Each of the records that follow needs an exact reproduction.

======== SUPPLIED INFORMATION ========

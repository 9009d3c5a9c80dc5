//! Retrieval error types

use thiserror::Error;

/// Errors that can occur during retrieval operations
#[derive(Debug, Error)]
pub enum RetrievalError {
    /// Connection to the retrieval service failed
    #[error("Connection failed: {0}")]
    ConnectionFailed(String),

    /// HTTP request to the retrieval service failed
    #[error("Request failed: {0}")]
    RequestFailed(String),

    /// Server answered with a non-success status
    #[error("Server error: {0}")]
    ServerError(String),

    /// Failed to parse the response body
    #[error("Parse error: {0}")]
    ParseError(String),

    /// Query is invalid or empty
    #[error("Invalid query: {0}")]
    InvalidQuery(String),

    /// Request timeout
    #[error("Request timed out after {timeout_secs} seconds")]
    Timeout {
        /// The timeout duration in seconds
        timeout_secs: u64,
    },
}

impl From<reqwest::Error> for RetrievalError {
    fn from(err: reqwest::Error) -> Self {
        if err.is_timeout() {
            Self::Timeout { timeout_secs: 30 }
        } else if err.is_connect() {
            Self::ConnectionFailed(err.to_string())
        } else {
            Self::RequestFailed(err.to_string())
        }
    }
}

========

** REPLY TO THE EXERCISE **
repository 9009d3c5a9c80dc5
//! Retrieval error types

use thiserror::Error;

/// Errors that can occur during retrieval operations
#[derive(Debug, Error)]
pub enum RetrievalError {
    /// Connection to the retrieval service failed
    #[error("Connection failed: {0}")]
    ConnectionFailed(String),

    /// HTTP request to the retrieval service failed
    #[error("Request failed: {0}")]
    RequestFailed(String),

    /// Server answered with a non-success status
    #[error("Server error: {0}")]
    ServerError(String),

    /// Failed to parse the response body
    #[error("Parse error: {0}")]
    ParseError(String),

    /// Query is invalid or empty
    #[error("Invalid query: {0}")]
    InvalidQuery(String),

    /// Request timeout
    #[error("Request timed out after {timeout_secs} seconds")]
    Timeout {
        /// The timeout duration in seconds
        timeout_secs: u64,
    },
}

impl From<reqwest::Error> for RetrievalError {
    fn from(err: reqwest::Error) -> Self {
        if err.is_timeout() {
            Self::Timeout { timeout_secs: 30 }
        } else if err.is_connect() {
            Self::ConnectionFailed(err.to_string())
        } else {
            Self::RequestFailed(err.to_string())
        }
    }
}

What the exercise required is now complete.